"Gdeim Izik" ormai è una parola che ricorda i tragici fatti del 2010
Oggi, Lunedì 13 marzo 2017, davanti alla Corte d’Appello di Rabat è iniziato il processo ai 24 prigionieri politici sahrawi per i fatti di Gdeim Izik, il Campo della dignità, dove 20.000 sahrawi si erano accampati tra ottobre e novembre 2010 nei pressi di El Aiun nel Sahara Occidentale occupato, e smantellato militarmente dall’esercito marocchino.
Il processo è già stato rinviato due volte di seguito, in dicembre e in gennaio, a seguito della decisione della Corte di Cassazione di annullare le condanne davanti al Tribunale militare e rinviare il processo davanti alla giustizia civile.

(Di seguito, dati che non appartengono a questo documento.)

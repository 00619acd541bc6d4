//! Handoff pause manager: silences automation for a conversation while a
//! human takes over.

use chrono::{DateTime, Duration, Utc};
use concierge_core::{
    config::{HandoffConfig, PhoneConfig, MAX_PAUSE_MINUTES},
    message::OutgoingMessage,
    phone::ConversationKey,
    traits::Channel,
};
use serde::Serialize;
use std::collections::HashMap;
use std::sync::Mutex;
use tracing::{info, warn};

/// A conversation handed to a human.
#[derive(Debug, Clone, PartialEq, Eq, Serialize)]
pub struct PauseRecord {
    pub key: ConversationKey,
    pub paused_at: DateTime<Utc>,
    pub expires_at: DateTime<Utc>,
    pub reason: String,
}

pub struct HandoffManager {
    pauses: Mutex<HashMap<ConversationKey, PauseRecord>>,
    /// Used to normalize the admin phone like any other recipient.
    phone: PhoneConfig,
}

impl HandoffManager {
    pub fn new(phone: PhoneConfig) -> Self {
        Self {
            pauses: Mutex::new(HashMap::new()),
            phone,
        }
    }

    pub fn is_paused(&self, key: &ConversationKey) -> bool {
        self.is_paused_at(key, Utc::now())
    }

    /// Expired records are evicted here and nowhere else.
    pub fn is_paused_at(&self, key: &ConversationKey, now: DateTime<Utc>) -> bool {
        let mut pauses = self.lock();
        match pauses.get(key) {
            None => false,
            Some(record) if now > record.expires_at => {
                pauses.remove(key);
                info!("[{key}] pause expired, automation resumes");
                false
            }
            Some(_) => true,
        }
    }

    pub fn pause(&self, key: &ConversationKey, reason: &str, minutes: i64) -> PauseRecord {
        self.pause_at(key, reason, minutes, Utc::now())
    }

    /// Set or overwrite the pause for `key`. Lengths outside
    /// `1..=MAX_PAUSE_MINUTES` are clamped.
    pub fn pause_at(
        &self,
        key: &ConversationKey,
        reason: &str,
        minutes: i64,
        now: DateTime<Utc>,
    ) -> PauseRecord {
        let expires_at = Duration::try_minutes(minutes)
            .and_then(|d| now.checked_add_signed(d))
            .filter(|_| (1..=MAX_PAUSE_MINUTES).contains(&minutes))
            .unwrap_or_else(|| {
                let clamped = minutes.clamp(1, MAX_PAUSE_MINUTES);
                warn!("[{key}] pause of {minutes} minutes is out of range, using {clamped}");
                now + Duration::minutes(clamped)
            });
        let record = PauseRecord {
            key: key.clone(),
            paused_at: now,
            expires_at,
            reason: reason.to_string(),
        };
        self.lock().insert(key.clone(), record.clone());
        record
    }

    /// Returns whether a pause existed.
    pub fn resume(&self, key: &ConversationKey) -> bool {
        let removed = self.lock().remove(key).is_some();
        if removed {
            info!("[{key}] pause lifted manually");
        }
        removed
    }

    pub fn list_active(&self) -> Vec<PauseRecord> {
        self.list_active_at(Utc::now())
    }

    /// Unexpired pauses, sorted by key. Never mutates.
    pub fn list_active_at(&self, now: DateTime<Utc>) -> Vec<PauseRecord> {
        let mut active: Vec<PauseRecord> = self
            .lock()
            .values()
            .filter(|r| now <= r.expires_at)
            .cloned()
            .collect();
        active.sort_by(|a, b| a.key.cmp(&b.key));
        active
    }

    /// Hand the conversation to a human: pause first, then acknowledge the
    /// sender and alert the admin. Notification failures leave the pause in
    /// place.
    pub async fn trigger(
        &self,
        key: &ConversationKey,
        text: &str,
        config: &HandoffConfig,
        channel: &dyn Channel,
        reply_target: &str,
    ) -> PauseRecord {
        let record = self.pause(key, text, config.pause_minutes);
        info!(
            "[{key}] handoff requested, paused until {}",
            record.expires_at.format("%H:%M:%S")
        );

        if let Err(e) = channel
            .send(OutgoingMessage::to(reply_target, &config.ack_message))
            .await
        {
            warn!("[{key}] handoff ack failed: {e}");
        }

        let admin = ConversationKey::normalize(
            &config.admin_phone,
            &self.phone.default_country_code,
            self.phone.local_length,
        );
        if admin.is_empty() {
            warn!("[{key}] no usable admin phone configured, handoff alert skipped");
        } else {
            let alert = config.render_alert(key.as_str(), text);
            if let Err(e) = channel
                .send(OutgoingMessage::to(admin.as_str(), &alert))
                .await
            {
                warn!("[{key}] handoff alert to {admin} failed: {e}");
            }
        }

        record
    }

    fn lock(&self) -> std::sync::MutexGuard<'_, HashMap<ConversationKey, PauseRecord>> {
        self.pauses
            .lock()
            .unwrap_or_else(|poisoned| poisoned.into_inner())
    }
}

#[cfg(test)]
mod tests {
    use super::*;
    use crate::gateway::testing::RecordingChannel;
    use chrono::TimeZone;

    fn key(s: &str) -> ConversationKey {
        ConversationKey::from_canonical(s)
    }

    fn manager() -> HandoffManager {
        HandoffManager::new(PhoneConfig::default())
    }

    fn t0() -> DateTime<Utc> {
        Utc.with_ymd_and_hms(2024, 3, 5, 12, 0, 0).unwrap()
    }

    fn config() -> HandoffConfig {
        HandoffConfig {
            pause_minutes: 30,
            admin_phone: "56900000000".to_string(),
            ack_message: "Te comunico con un agente.".to_string(),
            admin_template: "Cliente {phone} pide ayuda: {message}".to_string(),
            ..Default::default()
        }
    }

    #[test]
    fn test_pause_window_and_lazy_expiry() {
        let mgr = manager();
        let k = key("56911112222");
        mgr.pause_at(&k, "humano", 30, t0());

        assert!(mgr.is_paused_at(&k, t0() + Duration::minutes(29)));
        // Boundary: still paused at exactly expires_at.
        assert!(mgr.is_paused_at(&k, t0() + Duration::minutes(30)));
        assert!(!mgr.is_paused_at(&k, t0() + Duration::minutes(31)));
        // Evicted by the previous check.
        assert!(mgr.list_active_at(t0()).is_empty());
    }

    #[test]
    fn test_pause_overwrites_existing_record() {
        let mgr = manager();
        let k = key("1");
        mgr.pause_at(&k, "first", 30, t0());
        mgr.pause_at(&k, "second", 30, t0() + Duration::minutes(20));
        assert!(mgr.is_paused_at(&k, t0() + Duration::minutes(45)));
        let active = mgr.list_active_at(t0() + Duration::minutes(45));
        assert_eq!(active.len(), 1);
        assert_eq!(active[0].reason, "second");
    }

    #[test]
    fn test_list_active_does_not_evict() {
        let mgr = manager();
        mgr.pause_at(&key("a"), "x", 10, t0());
        mgr.pause_at(&key("b"), "y", 60, t0());

        let later = t0() + Duration::minutes(30);
        let active = mgr.list_active_at(later);
        assert_eq!(active.len(), 1);
        assert_eq!(active[0].key, key("b"));
        // The expired record is still stored until is_paused sees it.
        assert_eq!(mgr.lock().len(), 2);
        assert!(!mgr.is_paused_at(&key("a"), later));
        assert_eq!(mgr.lock().len(), 1);
    }

    #[test]
    fn test_resume_reports_existence() {
        let mgr = manager();
        let k = key("1");
        assert!(!mgr.resume(&k));
        mgr.pause(&k, "x", 30);
        assert!(mgr.is_paused(&k));
        assert!(mgr.resume(&k));
        assert!(!mgr.is_paused(&k));
    }

    #[tokio::test]
    async fn test_trigger_pauses_and_notifies() {
        let mgr = manager();
        let ch = RecordingChannel::default();
        let k = key("56911112222");

        mgr.trigger(&k, "quiero hablar con un agente", &config(), &ch, "56911112222")
            .await;

        assert!(mgr.is_paused(&k));
        assert_eq!(ch.texts_to("56911112222"), vec!["Te comunico con un agente."]);
        assert_eq!(
            ch.texts_to("56900000000"),
            vec!["Cliente 56911112222 pide ayuda: quiero hablar con un agente"]
        );
    }

    #[tokio::test]
    async fn test_trigger_keeps_pause_when_notifications_fail() {
        let mgr = manager();
        let ch = RecordingChannel::default();
        ch.fail_for("56911112222");
        ch.fail_for("56900000000");
        let k = key("56911112222");

        mgr.trigger(&k, "agente", &config(), &ch, "56911112222").await;

        assert!(mgr.is_paused(&k));
        assert!(ch.sent().is_empty());
    }

    #[tokio::test]
    async fn test_trigger_without_admin_skips_alert() {
        let mgr = manager();
        let ch = RecordingChannel::default();
        let cfg = HandoffConfig {
            admin_phone: String::new(),
            ..config()
        };
        mgr.trigger(&key("1"), "agente", &cfg, &ch, "1").await;
        assert_eq!(ch.sent().len(), 1);
        assert_eq!(ch.sent()[0].reply_target.as_deref(), Some("1"));
    }

    #[tokio::test]
    async fn test_admin_phone_is_normalized() {
        let mgr = manager();
        let ch = RecordingChannel::default();
        let cfg = HandoffConfig {
            admin_phone: "+56 9 0000 0000".to_string(),
            ..config()
        };
        mgr.trigger(&key("56911112222"), "agente", &cfg, &ch, "56911112222")
            .await;
        assert_eq!(ch.texts_to("56900000000").len(), 1);

        let local = HandoffConfig {
            admin_phone: "900000000".to_string(),
            ..config()
        };
        mgr.trigger(&key("56911112222"), "agente", &local, &ch, "56911112222")
            .await;
        assert_eq!(ch.texts_to("56900000000").len(), 2);
    }

    #[test]
    fn test_oversized_pause_is_clamped() {
        let mgr = manager();
        let k = key("1");
        let record = mgr.pause_at(&k, "x", 10_000_000_000_000, t0());
        assert_eq!(record.expires_at, t0() + Duration::minutes(MAX_PAUSE_MINUTES));
        assert!(mgr.is_paused_at(&k, t0() + Duration::days(29)));
    }
}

Il processo si apre in un contesto di tensioni e di provocazioni da parte delle autorità di occupazione.
Il processo si apre in un contesto di tensioni e di provocazioni da parte delle autorità di occupazione.
La moglie di Naama Asfari, uno dei prigionieri politici, si è vista rifiutare, un mese fa e per la seconda volta, l’ingresso in Marocco per poter visitare il marito in carcere. I mezzi di informazione martellano l’opinione pubblica presentando i prigionieri come criminali (sono accusati di presunti assassini di agenti della sicurezza), mentre sono tra le tante vittime del violento smantellamento dell’accampamento. La “giustizia” si è finora rifiutata di prendere in considerazione le violazioni procedurali e le denunce di tortura e di maltrattamenti subiti dai prigionieri.